▶ **Exercise description**: Below are the records; restate all of them exactly.

━━━━━ Data

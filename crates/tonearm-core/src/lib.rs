#![forbid(unsafe_code)]
#![cfg_attr(docsrs, feature(doc_cfg))]
#![doc = include_str!("../README.md")]

mod error;

pub mod audio;
pub mod content;
pub mod index;

#[doc(hidden)]
pub mod prelude;

pub use error::{BoxedError, Error, ErrorKind, Result};
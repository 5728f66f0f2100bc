//! Storage error types.

use std::path::PathBuf;

/// Type alias for boxed dynamic errors that can be sent across threads.
pub type BoxedError = Box<dyn std::error::Error + Send + Sync>;

/// Result type for storage operations.
pub type Result<T, E = Error> = std::result::Result<T, E>;

/// Errors that can occur during storage operations.
#[derive(Debug, thiserror::Error)]
pub enum Error {
    /// The source file's extension has no known audio content type.
    #[error("invalid content type for '{}'", path.display())]
    InvalidContentType { path: PathBuf },

    /// The local file to upload does not exist.
    #[error("source file not found: '{}'", path.display())]
    SourceNotFound { path: PathBuf },

    /// The bucket does not exist in the backend.
    #[error("bucket '{bucket}' not found")]
    BucketNotFound { bucket: String },

    /// The bucket name cannot be used with this backend.
    #[error("invalid bucket name '{bucket}': {reason}")]
    InvalidBucket { bucket: String, reason: String },

    /// Transport, authentication or service failure reported by the backend.
    #[error("storage backend error during {operation}: {source}")]
    Backend {
        operation: &'static str,
        #[source]
        source: BoxedError,
        retryable: bool,
    },

    /// The transfer was cancelled through its cancellation token.
    #[error("transfer cancelled")]
    Cancelled,

    /// Local filesystem failure while reading or writing transfer data.
    #[error("I/O error: {0}")]
    Io(#[from] std::io::Error),

    /// Invalid storage configuration.
    #[error("invalid configuration: {reason}")]
    InvalidConfig { reason: String },
}

impl Error {
    /// Creates a backend error from any source error.
    pub fn backend(
        operation: &'static str,
        source: impl std::error::Error + Send + Sync + 'static,
        retryable: bool,
    ) -> Self {
        Self::Backend {
            operation,
            source: Box::new(source),
            retryable,
        }
    }

    /// Creates an invalid configuration error.
    pub fn invalid_config(reason: impl Into<String>) -> Self {
        Self::InvalidConfig {
            reason: reason.into(),
        }
    }

    /// Creates an invalid bucket error.
    pub fn invalid_bucket(bucket: impl Into<String>, reason: impl Into<String>) -> Self {
        Self::InvalidBucket {
            bucket: bucket.into(),
            reason: reason.into(),
        }
    }

    /// Returns `true` for failures reported by the remote backend.
    pub fn is_backend(&self) -> bool {
        matches!(self, Self::Backend { .. } | Self::BucketNotFound { .. })
    }

    /// Returns `true` if the remote object or bucket does not exist.
    pub fn is_not_found(&self) -> bool {
        match self {
            Self::BucketNotFound { .. } => true,
            Self::Backend { source, .. } => matches!(
                source.downcast_ref::<object_store::Error>(),
                Some(object_store::Error::NotFound { .. })
            ),
            _ => false,
        }
    }

    /// Whether the caller could reasonably retry this operation.
    pub fn is_retryable(&self) -> bool {
        match self {
            Self::Backend { retryable, .. } => *retryable,
            Self::Io(_) => true,
            _ => false,
        }
    }
}

/// Convert an [`object_store::Error`] raised during `operation`.
pub(crate) fn from_object_store(operation: &'static str, err: object_store::Error) -> Error {
    let retryable = !matches!(
        err,
        object_store::Error::NotFound { .. }
            | object_store::Error::PermissionDenied { .. }
            | object_store::Error::Unauthenticated { .. }
            | object_store::Error::AlreadyExists { .. }
            | object_store::Error::Precondition { .. }
            | object_store::Error::NotSupported { .. }
    );
    Error::backend(operation, err, retryable)
}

━━━━━━━━━━

▶ **Exercise response**:
filename crates/tonearm-core/src/lib.rs
#![forbid(unsafe_code)]
#![cfg_attr(docsrs, feature(doc_cfg))]
#![doc = include_str!("../README.md")]

mod error;

pub mod audio;
pub mod content;
pub mod index;

#[doc(hidden)]
pub mod prelude;

pub use error::{BoxedError, Error, ErrorKind, Result};
repository 5728f66f0f2100bc
//! Storage error types.

use std::path::PathBuf;

/// Type alias for boxed dynamic errors that can be sent across threads.
pub type BoxedError = Box<dyn std::error::Error + Send + Sync>;

/// Result type for storage operations.
pub type Result<T, E = Error> = std::result::Result<T, E>;

/// Errors that can occur during storage operations.
#[derive(Debug, thiserror::Error)]
pub enum Error {
    /// The source file's extension has no known audio content type.
    #[error("invalid content type for '{}'", path.display())]
    InvalidContentType { path: PathBuf },

    /// The local file to upload does not exist.
    #[error("source file not found: '{}'", path.display())]
    SourceNotFound { path: PathBuf },

    /// The bucket does not exist in the backend.
    #[error("bucket '{bucket}' not found")]
    BucketNotFound { bucket: String },

    /// The bucket name cannot be used with this backend.
    #[error("invalid bucket name '{bucket}': {reason}")]
    InvalidBucket { bucket: String, reason: String },

    /// Transport, authentication or service failure reported by the backend.
    #[error("storage backend error during {operation}: {source}")]
    Backend {
        operation: &'static str,
        #[source]
        source: BoxedError,
        retryable: bool,
    },

    /// The transfer was cancelled through its cancellation token.
    #[error("transfer cancelled")]
    Cancelled,

    /// Local filesystem failure while reading or writing transfer data.
    #[error("I/O error: {0}")]
    Io(#[from] std::io::Error),

    /// Invalid storage configuration.
    #[error("invalid configuration: {reason}")]
    InvalidConfig { reason: String },
}

impl Error {
    /// Creates a backend error from any source error.
    pub fn backend(
        operation: &'static str,
        source: impl std::error::Error + Send + Sync + 'static,
        retryable: bool,
    ) -> Self {
        Self::Backend {
            operation,
            source: Box::new(source),
            retryable,
        }
    }

    /// Creates an invalid configuration error.
    pub fn invalid_config(reason: impl Into<String>) -> Self {
        Self::InvalidConfig {
            reason: reason.into(),
        }
    }

    /// Creates an invalid bucket error.
    pub fn invalid_bucket(bucket: impl Into<String>, reason: impl Into<String>) -> Self {
        Self::InvalidBucket {
            bucket: bucket.into(),
            reason: reason.into(),
        }
    }

    /// Returns `true` for failures reported by the remote backend.
    pub fn is_backend(&self) -> bool {
        matches!(self, Self::Backend { .. } | Self::BucketNotFound { .. })
    }

    /// Returns `true` if the remote object or bucket does not exist.
    pub fn is_not_found(&self) -> bool {
        match self {
            Self::BucketNotFound { .. } => true,
            Self::Backend { source, .. } => matches!(
                source.downcast_ref::<object_store::Error>(),
                Some(object_store::Error::NotFound { .. })
            ),
            _ => false,
        }
    }

    /// Whether the caller could reasonably retry this operation.
    pub fn is_retryable(&self) -> bool {
        match self {
            Self::Backend { retryable, .. } => *retryable,
            Self::Io(_) => true,
            _ => false,
        }
    }
}

/// Convert an [`object_store::Error`] raised during `operation`.
pub(crate) fn from_object_store(operation: &'static str, err: object_store::Error) -> Error {
    let retryable = !matches!(
        err,
        object_store::Error::NotFound { .. }
            | object_store::Error::PermissionDenied { .. }
            | object_store::Error::Unauthenticated { .. }
            | object_store::Error::AlreadyExists { .. }
            | object_store::Error::Precondition { .. }
            | object_store::Error::NotSupported { .. }
    );
    Error::backend(operation, err, retryable)
}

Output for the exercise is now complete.